● **What you should do**:
Keep only the lines of the data below that contain "false", and copy them.

● **Given information**:
▬▬▬

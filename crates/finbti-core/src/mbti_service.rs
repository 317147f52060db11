//! Scores questionnaire answers into trait axis splits and a profile type.

use std::collections::BTreeMap;

use serde::Serialize;
use tracing::debug;

use finbti_domain::{
    AnswerSheet, Question, RawMbtiScores, TraitAxis, TraitAxisCode, TraitResult, CHOICE_MAX,
    CHOICE_MIN, TRAIT_AXES,
};

use crate::{profile::MbtiProfile, CoreError};

/// Left score reported when an axis has no data on either side.
pub const NEUTRAL_LEFT_SCORE: u8 = 50;
/// A left score at or above this value makes the left pole dominant, so ties go left.
pub const LEFT_DOMINANCE_THRESHOLD: u8 = 50;

/// Percentage of `left` within `left + right`, rounded half up.
pub fn left_percentage(left: u32, right: u32) -> u8 {
    let total = u64::from(left) + u64::from(right);
    if total == 0 {
        return NEUTRAL_LEFT_SCORE;
    }
    // round(left * 100 / total) without going through floats
    let scaled = (u64::from(left) * 200 + total) / (2 * total);
    scaled.min(100) as u8
}

/// Sum of choices and number of answered items for one axis.
#[derive(Debug, Clone, Copy, Default, Serialize, PartialEq, Eq)]
pub struct AxisTally {
    pub sum: u32,
    pub answered: u32,
}

/// Per-axis Likert sums accumulated from an [`AnswerSheet`].
#[derive(Debug, Clone, Default, Serialize, PartialEq, Eq)]
pub struct AxisTotals {
    tallies: BTreeMap<TraitAxisCode, AxisTally>,
}

impl AxisTotals {
    pub fn tally(&self, code: TraitAxisCode) -> AxisTally {
        self.tallies.get(&code).copied().unwrap_or_default()
    }

    pub fn sum(&self, code: TraitAxisCode) -> u32 {
        self.tally(code).sum
    }

    pub fn answered(&self, code: TraitAxisCode) -> u32 {
        self.tally(code).answered
    }

    fn add(&mut self, code: TraitAxisCode, choice: u8) {
        let tally = self.tallies.entry(code).or_default();
        tally.sum += u32::from(choice);
        tally.answered += 1;
    }

    /// Splits each axis' Likert sum into pole points: a choice `c` gives
    /// `c - CHOICE_MIN` to the left pole and `CHOICE_MAX - c` to the right.
    pub fn to_raw_scores(&self) -> RawMbtiScores {
        let mut scores = RawMbtiScores::default();
        for (code, tally) in &self.tallies {
            let (left, right) = code.poles();
            let floor = u32::from(CHOICE_MIN) * tally.answered;
            let ceiling = u32::from(CHOICE_MAX) * tally.answered;
            scores.add(left, tally.sum.saturating_sub(floor));
            scores.add(right, ceiling.saturating_sub(tally.sum));
        }
        scores
    }
}

/// Trait results together with the profile they resolve to.
#[derive(Debug, Clone, Serialize, PartialEq, Eq)]
pub struct MbtiReport {
    pub results: Vec<TraitResult>,
    pub profile: Option<&'static MbtiProfile>,
}

pub struct MbtiService;

impl MbtiService {
    /// Computes one [`TraitResult`] per axis. Total over its domain.
    pub fn compute_trait_results(axes: &[TraitAxis], scores: &RawMbtiScores) -> Vec<TraitResult> {
        axes.iter()
            .map(|axis| {
                let left_score = left_percentage(scores.score(axis.left), scores.score(axis.right));
                let dominant = if left_score >= LEFT_DOMINANCE_THRESHOLD {
                    axis.left
                } else {
                    axis.right
                };
                TraitResult {
                    code: axis.code,
                    title: axis.title,
                    left_label: axis.left_label,
                    right_label: axis.right_label,
                    left_score,
                    dominant,
                    description: axis.description_for(dominant),
                }
            })
            .collect()
    }

    /// Folds the answered items of `questions` into per-axis sums. Unanswered
    /// items are skipped; answers without a matching question are ignored.
    pub fn accumulate_answers(questions: &[Question], answers: &AnswerSheet) -> AxisTotals {
        let mut totals = AxisTotals::default();
        for (index, question) in questions.iter().enumerate() {
            if let Some(choice) = answers.choice(index) {
                totals.add(question.axis, choice);
            }
        }
        let stray = answers.iter().filter(|(index, _)| *index >= questions.len()).count();
        if stray > 0 {
            debug!(stray, "ignoring answers without a matching question");
        }
        totals
    }

    /// Rejects sheets holding answers for questions that do not exist.
    pub fn validate_answers(questions: &[Question], answers: &AnswerSheet) -> Result<(), CoreError> {
        match answers.iter().find(|(index, _)| *index >= questions.len()) {
            Some((index, _)) => Err(CoreError::UnknownQuestion(index)),
            None => Ok(()),
        }
    }

    /// Scores a server-computed score object against the standard axes.
    pub fn score_server_result(scores: &RawMbtiScores) -> MbtiReport {
        let results = Self::compute_trait_results(&TRAIT_AXES, scores);
        let profile = MbtiProfile::resolve(&results);
        MbtiReport { results, profile }
    }

    /// Scores a locally collected answer sheet end to end.
    pub fn score_answers(questions: &[Question], answers: &AnswerSheet) -> MbtiReport {
        let scores = Self::accumulate_answers(questions, answers).to_raw_scores();
        Self::score_server_result(&scores)
    }
}

#[cfg(test)]
mod tests {
    use super::*;
    use finbti_domain::{Pole, QUESTIONNAIRE};

    #[test]
    fn left_percentage_rounds_half_up() {
        assert_eq!(left_percentage(1, 1), 50);
        assert_eq!(left_percentage(1, 2), 33);
        assert_eq!(left_percentage(2, 1), 67);
        assert_eq!(left_percentage(1, 7), 13); // 12.5
        assert_eq!(left_percentage(5, 0), 100);
        assert_eq!(left_percentage(0, 5), 0);
    }

    #[test]
    fn left_percentage_stays_in_bounds_on_exact_halves() {
        assert_eq!(left_percentage(1, 39), 3); // 2.5
        assert_eq!(left_percentage(39, 1), 98); // 97.5
        assert_eq!(left_percentage(u32::MAX, u32::MAX), 50);
        assert_eq!(left_percentage(u32::MAX, 0), 100);
    }

    #[test]
    fn empty_pair_is_neutral_and_left_dominant() {
        let results = MbtiService::compute_trait_results(&TRAIT_AXES, &RawMbtiScores::default());
        assert_eq!(results.len(), 4);
        for (result, axis) in results.iter().zip(TRAIT_AXES.iter()) {
            assert_eq!(result.left_score, NEUTRAL_LEFT_SCORE);
            assert_eq!(result.dominant, axis.left);
            assert_eq!(result.description, axis.left_description);
        }
    }

    #[test]
    fn right_pole_dominates_below_threshold() {
        let scores = RawMbtiScores::default().with(Pole::T, 2).with(Pole::F, 3);
        let results = MbtiService::compute_trait_results(&TRAIT_AXES, &scores);
        let tf = &results[2];
        assert_eq!(tf.left_score, 40);
        assert_eq!(tf.dominant, Pole::F);
        assert_eq!(tf.description, TRAIT_AXES[2].right_description);
        assert!(!tf.is_left_dominant());
        assert_eq!(tf.right_score(), 60);
    }

    #[test]
    fn accumulation_sums_per_axis() {
        let mut sheet = AnswerSheet::new();
        sheet.record(0, 5).unwrap();
        sheet.record(1, 4).unwrap();
        let totals = MbtiService::accumulate_answers(&QUESTIONNAIRE, &sheet);
        assert_eq!(totals.sum(TraitAxisCode::EI), 9);
        assert_eq!(totals.answered(TraitAxisCode::EI), 2);
        assert_eq!(totals.sum(TraitAxisCode::JP), 0);
    }

    #[test]
    fn accumulation_is_idempotent() {
        let mut sheet = AnswerSheet::new();
        for (index, value) in [(0, 1), (4, 5), (9, 3), (11, 2)] {
            sheet.record(index, value).unwrap();
        }
        let first = MbtiService::accumulate_answers(&QUESTIONNAIRE, &sheet);
        let second = MbtiService::accumulate_answers(&QUESTIONNAIRE, &sheet);
        assert_eq!(first, second);
    }

    #[test]
    fn likert_sums_split_into_pole_points() {
        let mut sheet = AnswerSheet::new();
        sheet.record(0, 5).unwrap();
        sheet.record(1, 4).unwrap();
        let scores = MbtiService::accumulate_answers(&QUESTIONNAIRE, &sheet).to_raw_scores();
        assert_eq!(scores.score(Pole::E), 7);
        assert_eq!(scores.score(Pole::I), 1);
        assert_eq!(scores.score(Pole::S), 0);
        assert_eq!(scores.score(Pole::N), 0);
    }

    #[test]
    fn validate_flags_unknown_question_index() {
        let mut sheet = AnswerSheet::new();
        sheet.record(12, 3).unwrap();
        let err = MbtiService::validate_answers(&QUESTIONNAIRE, &sheet).expect_err("unknown index");
        assert!(matches!(err, CoreError::UnknownQuestion(12)));
    }
}
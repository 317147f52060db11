//! Raw per-pole scores as accumulated locally or returned by the server.

use serde::{Deserialize, Serialize};

use crate::trait_axis::Pole;

/// Eight non-negative pole scores. Missing fields deserialize as zero.
#[derive(Debug, Clone, Copy, Default, Serialize, Deserialize, PartialEq, Eq)]
#[serde(rename_all = "camelCase", default)]
pub struct RawMbtiScores {
    pub e_score: u32,
    pub i_score: u32,
    pub s_score: u32,
    pub n_score: u32,
    pub t_score: u32,
    pub f_score: u32,
    pub j_score: u32,
    pub p_score: u32,
}

impl RawMbtiScores {
    pub fn score(&self, pole: Pole) -> u32 {
        match pole {
            Pole::E => self.e_score,
            Pole::I => self.i_score,
            Pole::S => self.s_score,
            Pole::N => self.n_score,
            Pole::T => self.t_score,
            Pole::F => self.f_score,
            Pole::J => self.j_score,
            Pole::P => self.p_score,
        }
    }

    fn slot_mut(&mut self, pole: Pole) -> &mut u32 {
        match pole {
            Pole::E => &mut self.e_score,
            Pole::I => &mut self.i_score,
            Pole::S => &mut self.s_score,
            Pole::N => &mut self.n_score,
            Pole::T => &mut self.t_score,
            Pole::F => &mut self.f_score,
            Pole::J => &mut self.j_score,
            Pole::P => &mut self.p_score,
        }
    }

    pub fn add(&mut self, pole: Pole, points: u32) {
        let slot = self.slot_mut(pole);
        *slot = slot.saturating_add(points);
    }

    pub fn with(mut self, pole: Pole, points: u32) -> Self {
        *self.slot_mut(pole) = points;
        self
    }
}

#[cfg(test)]
mod tests {
    use super::*;

    #[test]
    fn partial_server_payload_defaults_missing_fields() {
        let scores: RawMbtiScores =
            serde_json::from_str(r#"{"eScore": 12, "iScore": 3}"#).expect("parse scores");
        assert_eq!(scores.score(Pole::E), 12);
        assert_eq!(scores.score(Pole::I), 3);
        assert_eq!(scores.score(Pole::J), 0);
    }

    #[test]
    fn field_names_match_pole_keys() {
        let value = serde_json::to_value(RawMbtiScores::default()).expect("serialize");
        for pole in Pole::ALL {
            assert!(value.get(pole.score_key()).is_some(), "{pole} missing");
        }
    }
}
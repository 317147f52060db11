use std::result::Result as StdResult;

use finbti_config::ConfigError;
use finbti_core::CoreError;
use thiserror::Error;

/// Unified error type for the core, configuration and input layers.
#[derive(Error, Debug)]
pub enum FinbtiError {
    #[error("Configuration error: {0}")]
    ConfigError(String),
    #[error("Invalid input: {0}")]
    InvalidInput(String),
    #[error("Read error: {0}")]
    StorageError(String),
    #[error(transparent)]
    Core(#[from] CoreError),
}

pub type Result<T> = StdResult<T, FinbtiError>;

/// User-facing CLI error wrapper.
#[derive(Error, Debug)]
pub enum CliError {
    #[error(transparent)]
    Core(#[from] FinbtiError),
    #[error("Usage: {0}")]
    Usage(String),
    #[error("Unknown command `{0}`. Run `help` for the list of commands.")]
    UnknownCommand(String),
}

impl From<std::io::Error> for FinbtiError {
    fn from(err: std::io::Error) -> Self {
        FinbtiError::StorageError(err.to_string())
    }
}

impl From<serde_json::Error> for FinbtiError {
    fn from(err: serde_json::Error) -> Self {
        FinbtiError::InvalidInput(err.to_string())
    }
}

impl From<ConfigError> for FinbtiError {
    fn from(err: ConfigError) -> Self {
        match err {
            ConfigError::Io(io) => FinbtiError::StorageError(io.to_string()),
            ConfigError::Serde(message) => FinbtiError::ConfigError(message),
        }
    }
}

impl From<ConfigError> for CliError {
    fn from(err: ConfigError) -> Self {
        CliError::from(FinbtiError::from(err))
    }
}

impl From<CoreError> for CliError {
    fn from(err: CoreError) -> Self {
        CliError::from(FinbtiError::from(err))
    }
}
use finbti_config::{Config, GroupingKey};

use crate::cli::registry::{CommandEntry, CommandResult};
use crate::cli::shell_context::{OutputMode, ShellContext};
use crate::errors::{CliError, FinbtiError};

use super::to_json;

const CONFIG_USAGE: &str = "config [show | set <locale|currency|ledger_grouping|ui_color_enabled> <value>]";

pub(crate) fn definitions() -> Vec<CommandEntry> {
    vec![CommandEntry::new(
        "config",
        "Show or change stored preferences",
        CONFIG_USAGE,
        cmd_config,
    )]
}

fn cmd_config(context: &mut ShellContext, args: &[&str]) -> CommandResult {
    match args {
        [] | ["show"] => show(context),
        ["set", key, value] => {
            apply(&mut context.config, key, value)?;
            context.config_manager.save(&context.config)?;
            tracing::info!(key = *key, "configuration updated");
            let mut out = context.report();
            out.success(format!("{key} updated."));
            Ok(out.finish())
        }
        _ => Err(CliError::Usage(CONFIG_USAGE.to_string())),
    }
}

fn show(context: &ShellContext) -> CommandResult {
    let config = &context.config;
    if context.mode == OutputMode::Json {
        return to_json(config);
    }
    let mut out = context.report();
    out.section("Configuration");
    out.info(format!("locale           : {}", config.locale));
    out.info(format!("currency         : {}", config.currency));
    out.info(format!("ledger_grouping  : {}", config.ledger_grouping));
    out.info(format!("ui_color_enabled : {}", config.ui_color_enabled));
    out.detail(format!("stored at {}", context.config_manager.config_path().display()));
    Ok(out.finish())
}

fn apply(config: &mut Config, key: &str, value: &str) -> Result<(), FinbtiError> {
    let value = value.trim();
    match key {
        "locale" => {
            if value.is_empty() {
                return Err(FinbtiError::InvalidInput("locale must not be empty".into()));
            }
            config.locale = value.to_string();
        }
        "currency" => {
            if value.len() != 3 || !value.chars().all(|ch| ch.is_ascii_alphabetic()) {
                return Err(FinbtiError::InvalidInput(format!(
                    "currency must be a three letter code, got `{value}`"
                )));
            }
            config.currency = value.to_ascii_uppercase();
        }
        "ledger_grouping" => config.ledger_grouping = GroupingKey::parse(value),
        "ui_color_enabled" => config.ui_color_enabled = parse_flag(value)?,
        other => {
            return Err(FinbtiError::InvalidInput(format!(
                "unknown configuration key `{other}`"
            )))
        }
    }
    Ok(())
}

fn parse_flag(value: &str) -> Result<bool, FinbtiError> {
    match value.to_ascii_lowercase().as_str() {
        "true" | "on" | "yes" | "1" => Ok(true),
        "false" | "off" | "no" | "0" => Ok(false),
        _ => Err(FinbtiError::InvalidInput(format!(
            "expected true or false, got `{value}`"
        ))),
    }
}

#[cfg(test)]
mod tests {
    use super::*;

    #[test]
    fn apply_normalizes_values() {
        let mut config = Config::default();
        apply(&mut config, "currency", "usd").expect("currency");
        apply(&mut config, "ledger_grouping", "calendar-date").expect("grouping");
        apply(&mut config, "ui_color_enabled", "off").expect("color");
        assert_eq!(config.currency, "USD");
        assert_eq!(config.ledger_grouping, GroupingKey::CalendarDate);
        assert!(!config.ui_color_enabled);
    }

    #[test]
    fn apply_rejects_bad_input() {
        let mut config = Config::default();
        assert!(apply(&mut config, "currency", "dollars").is_err());
        assert!(apply(&mut config, "ui_color_enabled", "maybe").is_err());
        assert!(apply(&mut config, "theme", "dark").is_err());
        assert_eq!(config.currency, "KRW");
    }
}
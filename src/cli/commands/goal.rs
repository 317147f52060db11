use finbti_core::{GoalDraft, GoalProgress, GoalService};
use finbti_domain::Goal;

use crate::cli::input::read_json;
use crate::cli::output::gauge;
use crate::cli::registry::{CommandEntry, CommandResult};
use crate::cli::shell_context::{OutputMode, ShellContext};
use crate::errors::CliError;

use super::{required_path, to_json};

const GOAL_USAGE: &str = "goal <goal.json> [--today YYYY-MM-DD] [--json]";
const REQUEST_USAGE: &str = "goal-request <title> <amount> <start YYYYMMDD> <end YYYYMMDD> [icon id]";

pub(crate) fn definitions() -> Vec<CommandEntry> {
    vec![
        CommandEntry::new(
            "goal",
            "Summarize progress of a saved goal response",
            GOAL_USAGE,
            cmd_goal,
        ),
        CommandEntry::new(
            "goal-request",
            "Validate goal form input and print the creation request",
            REQUEST_USAGE,
            cmd_goal_request,
        ),
    ]
}

fn cmd_goal(context: &mut ShellContext, args: &[&str]) -> CommandResult {
    let path = required_path(args, GOAL_USAGE)?;
    let goal: Goal = read_json(path)?;
    let progress = GoalService::progress(&goal, context.today());
    tracing::info!(goal_id = progress.goal_id, percent = progress.percent, "goal summarized");

    match context.mode {
        OutputMode::Json => to_json(&progress),
        OutputMode::Text => Ok(render(context, &progress)),
    }
}

fn render(context: &ShellContext, progress: &GoalProgress) -> String {
    let formatter = context.formatter();
    let mut out = context.report();

    out.section(&progress.title);
    out.info(gauge(progress.percent));
    out.detail(format!("Status    : {}", progress.status));
    out.detail(format!(
        "Collected : {} / {}",
        formatter.format_amount(progress.collected),
        formatter.format_amount(progress.target_amount)
    ));
    out.detail(format!("Remaining : {}", formatter.format_amount(progress.remaining)));
    if let Some(days) = progress.remaining_days {
        out.detail(format!("Days left : {days}"));
    }
    if let Some(bank) = &progress.bank_name {
        let account = progress.masked_account.as_deref().unwrap_or("");
        out.detail(format!("Account   : {bank} {account}").trim_end().to_string());
    }
    if let Some(icon) = progress.icon {
        out.detail(format!("Icon      : {}", icon.asset_name()));
    }
    if progress.achieved {
        out.success("Goal reached.");
    }

    out.finish()
}

fn cmd_goal_request(_context: &mut ShellContext, args: &[&str]) -> CommandResult {
    let [title, amount, start, end, rest @ ..] = args else {
        return Err(CliError::Usage(REQUEST_USAGE.to_string()));
    };
    let icon_id = match rest.first() {
        Some(raw) => Some(
            raw.parse::<u32>()
                .map_err(|_| CliError::Usage(REQUEST_USAGE.to_string()))?,
        ),
        None => None,
    };
    let draft = GoalDraft {
        title: title.to_string(),
        target_amount: amount.to_string(),
        start_date: start.to_string(),
        end_date: end.to_string(),
        color_code: None,
        icon_id,
    };
    let request = draft.validate()?;
    to_json(&request)
}
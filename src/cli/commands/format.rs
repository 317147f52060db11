use finbti_core::{
    expand_two_digit_year, format_amount_input, format_date_input, mask_account_number,
    parse_amount_to_number,
};

use crate::cli::registry::{CommandEntry, CommandResult};
use crate::cli::shell_context::ShellContext;
use crate::errors::CliError;

const FORMAT_USAGE: &str = "format <date|amount|parse|account|year> <value>";

pub(crate) fn definitions() -> Vec<CommandEntry> {
    vec![CommandEntry::new(
        "format",
        "Apply an input formatter to a raw value",
        FORMAT_USAGE,
        cmd_format,
    )]
}

fn cmd_format(_context: &mut ShellContext, args: &[&str]) -> CommandResult {
    let [kind, value, ..] = args else {
        return Err(CliError::Usage(FORMAT_USAGE.to_string()));
    };
    let formatted = match kind.to_ascii_lowercase().as_str() {
        "date" => format_date_input(value),
        "amount" => format_amount_input(value),
        "parse" => parse_amount_to_number(value).to_string(),
        "account" => mask_account_number(value),
        "year" => expand_two_digit_year(value),
        _ => return Err(CliError::Usage(FORMAT_USAGE.to_string())),
    };
    Ok(format!("{formatted}\n"))
}
//! Primitive aliases shared across the domain.

/// Monetary amounts are whole won.
pub type Money = i64;
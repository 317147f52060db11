/// Compile-time build metadata produced by `build.rs`.
#[derive(Debug, Clone, Copy)]
pub struct BuildMetadata {
    pub version: &'static str,
    pub git_hash: &'static str,
    pub timestamp: &'static str,
    pub target: &'static str,
    pub profile: &'static str,
}

/// Returns the statically-embedded build metadata.
pub fn current() -> BuildMetadata {
    BuildMetadata {
        version: env!("CARGO_PKG_VERSION"),
        git_hash: option_env!("FINBTI_BUILD_HASH").unwrap_or("unknown"),
        timestamp: option_env!("FINBTI_BUILD_TIMESTAMP").unwrap_or("unknown"),
        target: option_env!("FINBTI_BUILD_TARGET").unwrap_or("unknown"),
        profile: option_env!("FINBTI_BUILD_PROFILE").unwrap_or("unknown"),
    }
}
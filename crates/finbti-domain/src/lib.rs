//! finbti-domain
//!
//! Pure domain models (trait axes, questionnaire, goals, ledger records and
//! their view models). No I/O, no CLI, no storage. Only data types and enums.

pub mod common;
pub mod goal;
pub mod question;
pub mod score;
pub mod trait_axis;
pub mod transaction;

pub use common::*;
pub use goal::*;
pub use question::*;
pub use score::*;
pub use trait_axis::*;
pub use transaction::*;
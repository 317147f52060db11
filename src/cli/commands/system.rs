use crate::cli::registry::{CommandEntry, CommandResult};
use crate::cli::shell_context::ShellContext;
use crate::errors::CliError;
use crate::utils::build_info;

use super::registry;

pub(crate) fn definitions() -> Vec<CommandEntry> {
    vec![
        CommandEntry::new("version", "Show build metadata", "version", cmd_version),
        CommandEntry::new(
            "help",
            "Show available commands",
            "help [command]",
            cmd_help,
        ),
    ]
}

fn cmd_version(context: &mut ShellContext, _args: &[&str]) -> CommandResult {
    let meta = build_info::current();
    let mut out = context.report();
    out.section(format!("finbti {}", meta.version));
    out.info(format!("  Build hash : {}", meta.git_hash));
    out.info(format!("  Built at   : {}", meta.timestamp));
    out.info(format!("  Target     : {}", meta.target));
    out.info(format!("  Profile    : {}", meta.profile));
    Ok(out.finish())
}

fn cmd_help(context: &mut ShellContext, args: &[&str]) -> CommandResult {
    let registry = registry();
    let mut out = context.report();

    if let Some(name) = args.first() {
        let entry = registry
            .get(&name.to_ascii_lowercase())
            .ok_or_else(|| CliError::UnknownCommand(name.to_string()))?;
        out.section(entry.name);
        out.info(entry.description);
        out.detail(format!("usage: {}", entry.usage));
        return Ok(out.finish());
    }

    out.section("finbti commands");
    let width = registry.names().map(str::len).max().unwrap_or(0);
    for entry in registry.iter() {
        out.info(format!("{:<width$}  {}", entry.name, entry.description));
    }
    out.blank_line();
    out.detail("Global flags: --today YYYY-MM-DD, --json, --plain");
    Ok(out.finish())
}
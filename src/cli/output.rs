use colored::Colorize;
use std::fmt;

const GAUGE_WIDTH: usize = 20;

/// Message categories used by the CLI output helpers.
#[derive(Clone, Copy, Debug, PartialEq, Eq)]
pub enum MessageKind {
    Info,
    Detail,
    Success,
    Warning,
    Error,
    Section,
}

#[derive(Clone, Copy, Debug, PartialEq, Eq)]
pub struct OutputPreferences {
    pub color_enabled: bool,
}

impl Default for OutputPreferences {
    fn default() -> Self {
        Self {
            color_enabled: true,
        }
    }
}

fn build_label(kind: MessageKind) -> Option<&'static str> {
    match kind {
        MessageKind::Warning => Some("WARNING"),
        MessageKind::Error => Some("ERROR"),
        _ => None,
    }
}

/// Formats one line for the given message kind.
pub fn style(kind: MessageKind, message: impl fmt::Display, prefs: &OutputPreferences) -> String {
    let text = message.to_string();
    let formatted = match kind {
        MessageKind::Section => format!("=== {} ===", text.trim()),
        MessageKind::Detail => format!("  {text}"),
        _ => match build_label(kind) {
            Some(label) => format!("{label}: {text}"),
            None => text,
        },
    };

    if !prefs.color_enabled {
        return formatted;
    }

    match kind {
        MessageKind::Success => formatted.bright_green().to_string(),
        MessageKind::Warning => formatted.bright_yellow().to_string(),
        MessageKind::Error => formatted.bright_red().to_string(),
        MessageKind::Section => formatted.bold().to_string(),
        MessageKind::Detail => formatted.dimmed().to_string(),
        MessageKind::Info => formatted,
    }
}

/// `[#####---------------] 25%`
pub fn gauge(percent: u8) -> String {
    let percent = usize::from(percent.min(100));
    let filled = percent * GAUGE_WIDTH / 100;
    format!(
        "[{}{}] {}%",
        "#".repeat(filled),
        "-".repeat(GAUGE_WIDTH - filled),
        percent
    )
}

/// Collects styled lines for a command's output.
#[derive(Debug, Clone)]
pub struct Report {
    prefs: OutputPreferences,
    lines: Vec<String>,
}

impl Report {
    pub fn new(prefs: OutputPreferences) -> Self {
        Self {
            prefs,
            lines: Vec::new(),
        }
    }

    pub fn push(&mut self, kind: MessageKind, message: impl fmt::Display) -> &mut Self {
        self.lines.push(style(kind, message, &self.prefs));
        self
    }

    pub fn info(&mut self, message: impl fmt::Display) -> &mut Self {
        self.push(MessageKind::Info, message)
    }

    pub fn detail(&mut self, message: impl fmt::Display) -> &mut Self {
        self.push(MessageKind::Detail, message)
    }

    pub fn success(&mut self, message: impl fmt::Display) -> &mut Self {
        self.push(MessageKind::Success, message)
    }

    pub fn warning(&mut self, message: impl fmt::Display) -> &mut Self {
        self.push(MessageKind::Warning, message)
    }

    pub fn section(&mut self, title: impl fmt::Display) -> &mut Self {
        self.push(MessageKind::Section, title)
    }

    pub fn blank_line(&mut self) -> &mut Self {
        self.lines.push(String::new());
        self
    }

    pub fn finish(&self) -> String {
        let mut out = self.lines.join("\n");
        out.push('\n');
        out
    }
}

#[cfg(test)]
mod tests {
    use super::*;

    const PLAIN: OutputPreferences = OutputPreferences {
        color_enabled: false,
    };

    #[test]
    fn plain_style_adds_labels_only() {
        assert_eq!(style(MessageKind::Section, " Goal ", &PLAIN), "=== Goal ===");
        assert_eq!(style(MessageKind::Warning, "careful", &PLAIN), "WARNING: careful");
        assert_eq!(style(MessageKind::Detail, "row", &PLAIN), "  row");
        assert_eq!(style(MessageKind::Info, "plain", &PLAIN), "plain");
    }

    #[test]
    fn gauge_fills_proportionally() {
        assert_eq!(gauge(0), format!("[{}] 0%", "-".repeat(20)));
        assert_eq!(gauge(25), format!("[#####{}] 25%", "-".repeat(15)));
        assert_eq!(gauge(100), format!("[{}] 100%", "#".repeat(20)));
    }

    #[test]
    fn report_joins_lines() {
        let mut report = Report::new(PLAIN);
        report.section("Title").info("body").blank_line();
        assert_eq!(report.finish(), "=== Title ===\nbody\n\n");
    }
}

▬▬▬

● **Response to this exercise**:
        "false" | "off" | "no" | "0" => Ok(false),
            "expected true or false, got `{value}`"
        color_enabled: false,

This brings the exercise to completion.